Les livres et moi, mes coups de coeur, mes découvertes, mes créations ou mes voyages : intellectuels, spirituels, botaniques ou culinaires...
Né en 1972 en France, Mathias Énard est écrivain et traducteur.
Il a suivi des études à l’Ecole du Louvre (art islamique), à l’INALCO (études de persan et d’arabe) puis préparé un doctorat au CNRS (section "Monde iranien").
Il a fait de longs séjours au Moyen et Proche-Orient en particulier au Liban, en Iran, en Egypte et en Syrie.
Il vit actuellement à Barcelone où il a enseigné les lettres arabes à l'Université.
Il écrit dans la revue littéraire et philosophique "Inculte", créée en 2004.
Il est l’auteur de plusieurs ouvrages parus chez Actes Sud ou ailleurs :
- "La perfection du tir" (2003, Prix des cinq continents de la francophonie ; Babel n° 903),
- "Remonter l’Orénoque" (2005, adapté au cinéma en 2012 par Marion Laine sous le titre “À cœur ouvert” avec Juliette Binoche et Edgar Ramírez),
- "Zone" (2008, Prix Décembre, Prix du livre Inter, Prix Candide ; Babel n° 1020)
- "Parle-leur de batailles, de rois et d’éléphants" (2010, Prix Goncourt des Lycéens, Prix du livre en Poitou-Charentes 2011).
- "Bréviaire des artificiers" (Verticales, 2007).
- "L’alcool et la nostalgie" (Inculte, 2011 ; Babel n° 1111).
- "Rue des Voleurs" paru en 2012, vient d'obtenir le Prix littéraire de la Porte Dorée en 2013.
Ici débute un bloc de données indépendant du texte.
// Purpose: Oscillator bank, groups and the stepping session
// This layer sits above the dsp primitives and the output bus

pub mod group;
pub mod message;
pub mod oscillator;
pub mod session;
pub mod snapshot;

pub use group::OscillatorGroup;
pub use message::{MessageReceiver, ToneMessage};
pub use oscillator::Oscillator;
pub use session::{SessionState, ToneSession};
pub use snapshot::{Snapshot, ToneValue};

/// Clamp a user control to `[0, 1]`, logging when the value had to change.
/// NaN maps to 0.
pub(crate) fn clamp_unit(what: &str, value: f64) -> f64 {
    let clamped = if value.is_nan() {
        0.0
    } else {
        value.clamp(0.0, 1.0)
    };
    if clamped != value {
        log::warn!("{what} {value} clamped to {clamped}");
    }
    clamped
}
//! Shepard sweep math: exponential frequency glide and masking envelope.

/*
The Shepard Sweep
=================

One group holds N oscillators, N = octave count. Each traces the same curve
over one period P, shifted in time by P·i/N:

  phase time      t_i = (T + offset_i) mod P

  frequency       f(t) = f0 · 2^(-d · t / (P/N))
                  d = -1 ascending, +1 descending

  volume          bell curve centred on P/2

    freq (log)                          vol
      │      ╱   ╱   ╱   ╱                │       ╭─╮
      │    ╱   ╱   ╱   ╱                  │      ╱   ╲
      │  ╱   ╱   ╱   ╱                    │    ╱       ╲
      │╱   ╱   ╱   ╱                      │__╱           ╲__
      └──────────────→ T                  └────────────────→ t
        each line climbs N octaves          0      P/2      P

P/N seconds of phase time move pitch by exactly one octave, so neighbours
always sit one octave apart. The wrap from f0·2^N back to f0 happens where
the envelope is (near) zero, so the ear never hears the jump.

Envelope Shape
--------------

The envelope formula reads `a · exp(-(t - c)² / 2 · k²)`. Under normal
precedence that is `exp(-(t - c)² · k² / 2)`, a Gaussian with σ = 1/k, which
with k = 0.2 gives σ = 5 s. The textbook form `exp(-(t - c)² / (2k²))` treats
k itself as σ; with k = 0.2 s the bell is only a fraction of a second wide.
Both are available through `EnvelopeShape`, with `Literal` as the default.
*/

#[cfg(feature = "serde")]
use serde::{Deserialize, Serialize};

use crate::error::{Error, Result};

/// Peak volume of the masking envelope.
pub const ENVELOPE_AMPLITUDE: f64 = 0.5;
/// Width constant `k` of the masking envelope.
pub const ENVELOPE_WIDTH: f64 = 0.2;

/// Sweep direction of a group.
#[cfg_attr(feature = "serde", derive(Serialize, Deserialize))]
#[cfg_attr(feature = "serde", serde(rename_all = "lowercase"))]
#[derive(Debug, Clone, Copy, PartialEq, Eq)]
pub enum Direction {
    Ascending,
    Descending,
}

impl Direction {
    /// Sign used in the exponent of the frequency curve.
    #[inline]
    pub fn sign(self) -> f64 {
        match self {
            Direction::Ascending => -1.0,
            Direction::Descending => 1.0,
        }
    }
}

/// How the bell envelope exponent is evaluated.
#[cfg_attr(feature = "serde", derive(Serialize, Deserialize))]
#[cfg_attr(feature = "serde", serde(rename_all = "lowercase"))]
#[derive(Debug, Clone, Copy, PartialEq, Eq, Default)]
pub enum EnvelopeShape {
    /// `a · exp(-(t - c)² / 2 · k²)`, evaluated left to right.
    #[default]
    Literal,
    /// `a · exp(-(t - c)² / (2k²))`.
    Gaussian,
}

/// Bell-shaped volume envelope.
#[cfg_attr(feature = "serde", derive(Serialize, Deserialize))]
#[cfg_attr(feature = "serde", serde(default))]
#[derive(Debug, Clone, Copy, PartialEq)]
pub struct Envelope {
    pub shape: EnvelopeShape,
    pub amplitude: f64,
    pub width: f64,
}

impl Envelope {
    pub fn new(shape: EnvelopeShape, amplitude: f64, width: f64) -> Self {
        Self {
            shape,
            amplitude,
            width,
        }
    }

    pub fn literal() -> Self {
        Self::new(EnvelopeShape::Literal, ENVELOPE_AMPLITUDE, ENVELOPE_WIDTH)
    }

    pub fn gaussian(width: f64) -> Self {
        Self::new(EnvelopeShape::Gaussian, ENVELOPE_AMPLITUDE, width)
    }

    /// Volume at phase time `t` for a bell centred on `center`.
    #[inline]
    pub fn volume(&self, t: f64, center: f64) -> f64 {
        let offset = (t - center).powi(2);
        let exponent = match self.shape {
            EnvelopeShape::Literal => -offset / 2.0 * self.width.powi(2),
            EnvelopeShape::Gaussian => -offset / (2.0 * self.width.powi(2)),
        };
        self.amplitude * exponent.exp()
    }

    pub fn validate(&self) -> Result<()> {
        if !(self.width.is_finite() && self.width > 0.0) {
            return Err(Error::InvalidEnvelopeWidth(self.width));
        }
        Ok(())
    }
}

impl Default for Envelope {
    fn default() -> Self {
        Self::literal()
    }
}

/// `base · 2^(-direction · t / octave_duration)`.
#[inline]
pub fn sweep_frequency(base: f64, t: f64, octave_duration: f64, direction: Direction) -> f64 {
    base * 2.0_f64.powf(-direction.sign() * t / octave_duration)
}

/// Phase time of an oscillator, always in `[0, period)`.
#[inline]
pub fn phase_time(time: f64, phase_offset: f64, period: f64) -> f64 {
    let t = (time + phase_offset).rem_euclid(period);
    // rem_euclid can round up to exactly `period` for tiny negative inputs
    if t >= period {
        0.0
    } else {
        t
    }
}

/// The validated curve shared by every oscillator of one group.
#[derive(Debug, Clone, Copy, PartialEq)]
pub struct Sweep {
    base_frequency: f64,
    period: f64,
    octave_count: usize,
    direction: Direction,
    envelope: Envelope,
}

impl Sweep {
    pub fn new(
        base_frequency: f64,
        period: f64,
        octave_count: usize,
        direction: Direction,
        envelope: Envelope,
    ) -> Result<Self> {
        if !(base_frequency.is_finite() && base_frequency > 0.0) {
            return Err(Error::InvalidBaseFrequency(base_frequency));
        }
        if !(period.is_finite() && period > 0.0) {
            return Err(Error::InvalidPeriod(period));
        }
        if octave_count == 0 {
            return Err(Error::InvalidOctaveCount(octave_count));
        }
        envelope.validate()?;

        Ok(Self {
            base_frequency,
            period,
            octave_count,
            direction,
            envelope,
        })
    }

    pub fn base_frequency(&self) -> f64 {
        self.base_frequency
    }

    pub fn period(&self) -> f64 {
        self.period
    }

    pub fn octave_count(&self) -> usize {
        self.octave_count
    }

    pub fn direction(&self) -> Direction {
        self.direction
    }

    pub fn envelope(&self) -> Envelope {
        self.envelope
    }

    /// Phase time over which pitch moves by one octave.
    pub fn octave_duration(&self) -> f64 {
        self.period / self.octave_count as f64
    }

    /// Phase offset of oscillator `index`: `period · index / octave_count`.
    pub fn phase_offset(&self, index: usize) -> f64 {
        self.period * index as f64 / self.octave_count as f64
    }

    pub fn phase_time(&self, time: f64, phase_offset: f64) -> f64 {
        phase_time(time, phase_offset, self.period)
    }

    pub fn frequency_at(&self, t: f64) -> f64 {
        sweep_frequency(self.base_frequency, t, self.octave_duration(), self.direction)
    }

    pub fn volume_at(&self, t: f64) -> f64 {
        self.envelope.volume(t, self.period / 2.0)
    }
}

#[cfg(test)]
mod tests {
    use super::*;
    use approx::assert_relative_eq;

    fn sweep(direction: Direction) -> Sweep {
        Sweep::new(110.0, 50.0, 4, direction, Envelope::literal()).unwrap()
    }

    #[test]
    fn frequency_starts_at_base() {
        for direction in [Direction::Ascending, Direction::Descending] {
            assert_eq!(sweep(direction).frequency_at(0.0), 110.0);
        }
    }

    #[test]
    fn one_octave_duration_is_one_octave() {
        let up = sweep(Direction::Ascending);
        let down = sweep(Direction::Descending);
        let d = up.octave_duration();

        assert_relative_eq!(d, 12.5);
        assert_relative_eq!(up.frequency_at(d), 220.0, max_relative = 1e-12);
        assert_relative_eq!(down.frequency_at(d), 55.0, max_relative = 1e-12);
    }

    #[test]
    fn envelope_peaks_at_center_and_vanishes_at_wrap() {
        let s = sweep(Direction::Ascending);
        assert_eq!(s.volume_at(25.0), ENVELOPE_AMPLITUDE);
        assert!(s.volume_at(0.0) < 1e-5);
        assert!(s.volume_at(50.0) < 1e-5);
        assert_relative_eq!(s.volume_at(0.0), s.volume_at(50.0));
    }

    #[test]
    fn literal_envelope_matches_fixture() {
        // 0.5 * exp(-(t - 25)^2 / 2 * 0.04)
        let env = Envelope::literal();
        assert_relative_eq!(env.volume(20.0, 25.0), 0.5 * (-0.5f64).exp(), max_relative = 1e-12);
        assert_relative_eq!(env.volume(15.0, 25.0), 0.067_667_641_618_306_35, max_relative = 1e-9);
        assert_relative_eq!(env.volume(0.0, 25.0), 1.863_326_586_039_335_5e-6, max_relative = 1e-9);
    }

    #[test]
    fn gaussian_envelope_matches_canonical_fixture() {
        // 0.5 * exp(-(t - c)^2 / (2 * 0.2^2))
        let env = Envelope::gaussian(0.2);
        assert_relative_eq!(env.volume(25.2, 25.0), 0.5 * (-0.5f64).exp(), max_relative = 1e-12);
        assert_eq!(env.volume(25.0, 25.0), 0.5);
        // Far from the centre the canonical form is already silent.
        assert!(env.volume(20.0, 25.0) < 1e-100);
    }

    #[test]
    fn phase_time_wraps_into_period() {
        assert_relative_eq!(phase_time(60.0, 12.5, 50.0), 22.5);
        assert_relative_eq!(phase_time(-5.0, 0.0, 50.0), 45.0);
        assert_eq!(phase_time(50.0, 0.0, 50.0), 0.0);
        assert!(phase_time(-1e-18, 0.0, 50.0) < 50.0);
    }

    #[test]
    fn curves_repeat_every_period() {
        let s = sweep(Direction::Descending);
        for i in 0..100 {
            let time = i as f64 * 0.73;
            let a = s.phase_time(time, s.phase_offset(1));
            let b = s.phase_time(time + s.period(), s.phase_offset(1));
            assert_relative_eq!(s.frequency_at(a), s.frequency_at(b), max_relative = 1e-9);
            assert_relative_eq!(s.volume_at(a), s.volume_at(b), epsilon = 1e-12);
        }
    }

    #[test]
    fn rejects_invalid_domain() {
        let env = Envelope::literal();
        assert!(matches!(
            Sweep::new(0.0, 50.0, 4, Direction::Ascending, env),
            Err(Error::InvalidBaseFrequency(_))
        ));
        assert!(matches!(
            Sweep::new(110.0, -1.0, 4, Direction::Ascending, env),
            Err(Error::InvalidPeriod(_))
        ));
        assert!(matches!(
            Sweep::new(110.0, 50.0, 0, Direction::Ascending, env),
            Err(Error::InvalidOctaveCount(0))
        ));
        assert!(matches!(
            Sweep::new(110.0, f64::NAN, 4, Direction::Ascending, env),
            Err(Error::InvalidPeriod(_))
        ));
        assert!(matches!(
            Sweep::new(110.0, 50.0, 4, Direction::Ascending, Envelope::gaussian(0.0)),
            Err(Error::InvalidEnvelopeWidth(_))
        ));
    }
}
De belles lectures en perspectives !
On ne se souvient jamais tout à fait, jamais vraiment ; on reconstruit, avec le temps, les souvenirs dans la mémoire et je suis si loin, à présent, de celui que j'étais à l'époque qu'il m'est impossible de retrouver exactement la force des sensations, la violence des émotions ; aujourd'hui, il me semble que je ne résisterais pas à des coups pareils, que je me briserais en mille morceaux. Qu'on ne devrait pas survivre à des chocs de cette puissance. (p. 91)
L'histoire
Le jeune Lakhdar a 18 ans au début de l'histoire mais il est beaucoup plus jeune en ce qui concerne ses rêves. C'est un jeune adolescent sans histoire. Il est allé au lycée, aime lire des polars et a appris un peu d'espagnol et de français.
A Tanger la jeunesse s'ennuie ferme, tout en buvant des bières en cachette, en fumant des joints et en rêvant de s'enfuir de cette rive-ci de la méditerranée, pour gagner l'Europe. En plus, comme tous les jeunes adolescents, ils sont obsédés par les femmes, leurs seins, leurs fesses et bien sûr leur sexe toutes choses formellement interdites par l'islam. Ils ne peuvent pas parler aux femmes étrangères à leur famille.
Comment faire alors quand les seules femmes qu'on approche sont les soeurs et les cousines ?
C'est ce qui arrive à Lakhdar. Il tombe amoureux de sa cousine Meryem et en parle avec Bassam, son ami de toujours. Le jour où son père les surprend à fricoter ensemble, il le bat et l'humilie tellement que Lakhdar décide de ne plus remettre les pieds chez lui.
Alors commence l'errance, la solitude avec l'aide distante et épisodique de Bassam et les petits boulots où il se fait exploiter. Pour Lakhdar, amoureux des livres, qui a appris le français en lisant des polars, c'est une période très difficile. Il mène durant quelques mois une vie de SDF.
Aussi quand Bassam lui trouve un petit job de libraire dans une mosquée, en échange d'une chambre et d'un petit salaire, il ne réfléchit pas trop. C'est une drôle de mosquée à vrai dire, plutôt en fait, un repère d'intégristes. En apparence, c'est une association qui diffuse la pensée coranique, sous la responsabilité de Cheikh Nouredine, un personnage charismatique, discret et toujours bien mis. Mais la naïveté et la confiance du jeune homme est telle qu'il lui faudra beaucoup de temps pour comprendre les activités réelles de ce groupe, car tout le monde est gentil avec lui. Grâce à ce travail, il essaie d'oublier Meryem et sa mère lui manque cruellement.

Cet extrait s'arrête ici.